Nach VorstellabendenWie viel Musik verträgt der Kölner Karneval noch?
Köln. Endlich! Nach der Corona-Pause fand wieder der Vorstellabend der Kajuja statt: Junge Nachwuchskünstler aus dem Kölner Karneval stellten sich einem Fachpublikum vor. Neben vielen tollen Leistungen analysiert EXPRESS.de aber dennoch: Wie viel Musik tut dem Karneval noch gut?
Es war angerichtet im nicht ganz ausverkauften Theater am Tanzbrunnen am Samstagabend (30. Oktober): 18 Programmpunkte traten an, um das Fachpublikum zu überzeugen und vielleicht schon demnächst auf einer großen Sitzung gebucht zu werden. Ganz sicher dabei sind bestimmt Frank Friedrichs, der als „Ne Spätzünder“ humorvoll überzeugen konnte. Und auch Dave Davis in seiner Paraderolle als sanitäre Fachkraft „Motombo“ hatte einmal mehr die Lacher auf seiner Seite.
Doch das Tuschel-Thema in den Zuschauerrängen war ein anderes: Von 18 Punkten kam der Löwenanteil von elf Nummern als musikalische Darbietung auf die Bühne. Zu viel des Guten? Zwar machten mit Stadtrand, Müller, Eldorado oder Planschemalöör die Bands ihre Sache hervorragend, dennoch stellte sich die Frage: Wie viel Musik verträgt der Karneval wirklich?
Kölner Karneval: Schere geht durch den Saal und die Köpfe
Hier steht der Kölner Karneval wohl vor einer Gretchen-Frage: Insbesondere nach Corona ist jedem Künstler, jeder Band und jeder Tanzgruppe ein immer volles Terminbuch zu wünschen.
Doch die Reizüberflutung hin zu immer mehr kölscher Musik konnte man bei der Kajuja zu Lasten der Vielfalt leider auch als Paradebeispiel sehen. Dafür kann weder die Kajuja etwas - noch die Künstler.
Mittlerweile ist der Kölner Musikmarkt ein Ganzjahresgeschäft geworden, von dem natürlich die Bands profitieren wollen. Das ist legitim und überhaupt nicht negativ zu werten.
Vielmehr müssen die Literaten, also die Programmgestalter (dazu gehören auch Agenturen, die Programme zusammenstellen) in den kommenden Jahren versuchen, wieder mehr Mix in die Sitzungen zu bekommen.

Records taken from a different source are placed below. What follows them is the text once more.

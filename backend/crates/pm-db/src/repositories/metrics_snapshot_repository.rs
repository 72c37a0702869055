use crate::decode::{decode_error, parse_timestamp, parse_uuid};
use crate::{DbError, Result as DbErrorResult};

use pm_core::{ColumnBreakdown, DailyMetricsSnapshot};

use std::collections::BTreeMap;
use std::panic::Location;

use chrono::NaiveDate;
use error_location::ErrorLocation;
use sqlx::sqlite::SqliteRow;
use sqlx::{Row, SqlitePool};
use uuid::Uuid;

const SNAPSHOT_DATE_FORMAT: &str = "%Y-%m-%d";

#[derive(Clone)]
pub struct MetricsSnapshotRepository {
    pool: SqlitePool,
}

impl MetricsSnapshotRepository {
    pub fn new(pool: SqlitePool) -> Self {
        Self { pool }
    }

    /// Insert or replace the snapshot for `(iteration_id, snapshot_date)`.
    ///
    /// A single statement, so concurrent writers for the same day never
    /// produce duplicate rows. The first row's id is kept on conflict.
    pub async fn upsert(&self, snapshot: &DailyMetricsSnapshot) -> DbErrorResult<()> {
        let breakdown =
            serde_json::to_string(&snapshot.columns).map_err(|e| DbError::Serialization {
                field: "daily_metrics_snapshot.column_breakdown",
                source: e,
                location: ErrorLocation::from(Location::caller()),
            })?;

        sqlx::query(
            r#"
                INSERT INTO pm_daily_metrics_snapshots (
                    id, iteration_id, snapshot_date,
                    total_count, completed_count, total_points, completed_points,
                    column_breakdown, created_at
                ) VALUES (?, ?, ?, ?, ?, ?, ?, ?, ?)
                ON CONFLICT(iteration_id, snapshot_date) DO UPDATE SET
                    total_count = excluded.total_count,
                    completed_count = excluded.completed_count,
                    total_points = excluded.total_points,
                    completed_points = excluded.completed_points,
                    column_breakdown = excluded.column_breakdown,
                    created_at = excluded.created_at
            "#,
        )
        .bind(snapshot.id.to_string())
        .bind(snapshot.iteration_id.to_string())
        .bind(snapshot.snapshot_date.format(SNAPSHOT_DATE_FORMAT).to_string())
        .bind(snapshot.total_count)
        .bind(snapshot.completed_count)
        .bind(snapshot.total_points)
        .bind(snapshot.completed_points)
        .bind(breakdown)
        .bind(snapshot.created_at.timestamp())
        .execute(&self.pool)
        .await?;

        Ok(())
    }

    /// All snapshots of an iteration, oldest day first
    pub async fn find_by_iteration(
        &self,
        iteration_id: Uuid,
    ) -> DbErrorResult<Vec<DailyMetricsSnapshot>> {
        let rows = sqlx::query(
            r#"
                SELECT id, iteration_id, snapshot_date,
                       total_count, completed_count, total_points, completed_points,
                       column_breakdown, created_at
                FROM pm_daily_metrics_snapshots
                WHERE iteration_id = ?
                ORDER BY snapshot_date ASC
            "#,
        )
        .bind(iteration_id.to_string())
        .fetch_all(&self.pool)
        .await?;

        rows.iter().map(map_snapshot).collect()
    }

    pub async fn find_latest_by_iteration(
        &self,
        iteration_id: Uuid,
    ) -> DbErrorResult<Option<DailyMetricsSnapshot>> {
        let row = sqlx::query(
            r#"
                SELECT id, iteration_id, snapshot_date,
                       total_count, completed_count, total_points, completed_points,
                       column_breakdown, created_at
                FROM pm_daily_metrics_snapshots
                WHERE iteration_id = ?
                ORDER BY snapshot_date DESC
                LIMIT 1
            "#,
        )
        .bind(iteration_id.to_string())
        .fetch_optional(&self.pool)
        .await?;

        row.as_ref().map(map_snapshot).transpose()
    }
}

fn map_snapshot(r: &SqliteRow) -> DbErrorResult<DailyMetricsSnapshot> {
    let snapshot_date: String = r.try_get("snapshot_date")?;
    let breakdown: String = r.try_get("column_breakdown")?;

    let columns: BTreeMap<Uuid, ColumnBreakdown> =
        serde_json::from_str(&breakdown).map_err(|e| DbError::Serialization {
            field: "daily_metrics_snapshot.column_breakdown",
            source: e,
            location: ErrorLocation::from(Location::caller()),
        })?;

    Ok(DailyMetricsSnapshot {
        id: parse_uuid(&r.try_get::<String, _>("id")?, "daily_metrics_snapshot.id")?,
        iteration_id: parse_uuid(
            &r.try_get::<String, _>("iteration_id")?,
            "daily_metrics_snapshot.iteration_id",
        )?,
        snapshot_date: NaiveDate::parse_from_str(&snapshot_date, SNAPSHOT_DATE_FORMAT)
            .map_err(|e| decode_error("daily_metrics_snapshot.snapshot_date", e.to_string()))?,
        total_count: r.try_get("total_count")?,
        completed_count: r.try_get("completed_count")?,
        total_points: r.try_get("total_points")?,
        completed_points: r.try_get("completed_points")?,
        columns,
        created_at: parse_timestamp(r.try_get("created_at")?, "daily_metrics_snapshot.created_at")?,
    })
}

Der Redner-Anteil wurde in den vergangenen Jahren immer mehr dezimiert – obwohl Nachwuchs durchaus da ist. In Köln tummeln sich mindestens zehn bis 15 Rednerinnen und Redner, die eine Chance verdient hätten.

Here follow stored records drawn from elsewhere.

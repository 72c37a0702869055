use chrono::{DateTime, Utc};
use serde::{Deserialize, Serialize};
use uuid::Uuid;

/// A card on a board
#[derive(Debug, Clone, Serialize, Deserialize)]
pub struct WorkItem {
    pub id: Uuid,
    pub board_id: Uuid,
    pub column_id: Uuid,
    pub iteration_id: Option<Uuid>,

    pub title: String,
    pub story_points: Option<i32>,
    pub position: i32,

    // Audit
    pub created_at: DateTime<Utc>,
    pub updated_at: DateTime<Utc>,
    pub deleted_at: Option<DateTime<Utc>>,
}

impl WorkItem {
    pub fn new(board_id: Uuid, column_id: Uuid, title: String) -> Self {
        let now = Utc::now();
        Self {
            id: Uuid::new_v4(),
            board_id,
            column_id,
            iteration_id: None,
            title,
            story_points: None,
            position: 0,
            created_at: now,
            updated_at: now,
            deleted_at: None,
        }
    }
}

Köln: Literaten müssen mehr Verantwortung übernehmen
Zudem geht eine Schere durch die Karnevalssäle und Köpfe: Das zahlungskräftige Publikum einer Sitzung ist meist etwas höher im Altersdurchschnitt anzusiedeln. Literaten, die jetzt meinen, immer Musik lastigere Programme zu gestalten, sind da öfter auf dem Holzweg. Denn dieses Publikum wünscht sich eben diesen Mix.
Anders dagegen das junge Publikum, das zurecht auf junge Bands abfährt. Ihre Songs werden auf der Zülpicher Straße und an anderen Hotspots gefeiert. Aber eben nicht nur in Gürzenich, Sartory und Co.
Nach den Vorstellabenden 2021 ist klar: Kölns Literaten stehen besonders in der Pflicht, damit nicht nur der musikalische Nachwuchs in den kommenden Jahren eine Chance bekommt.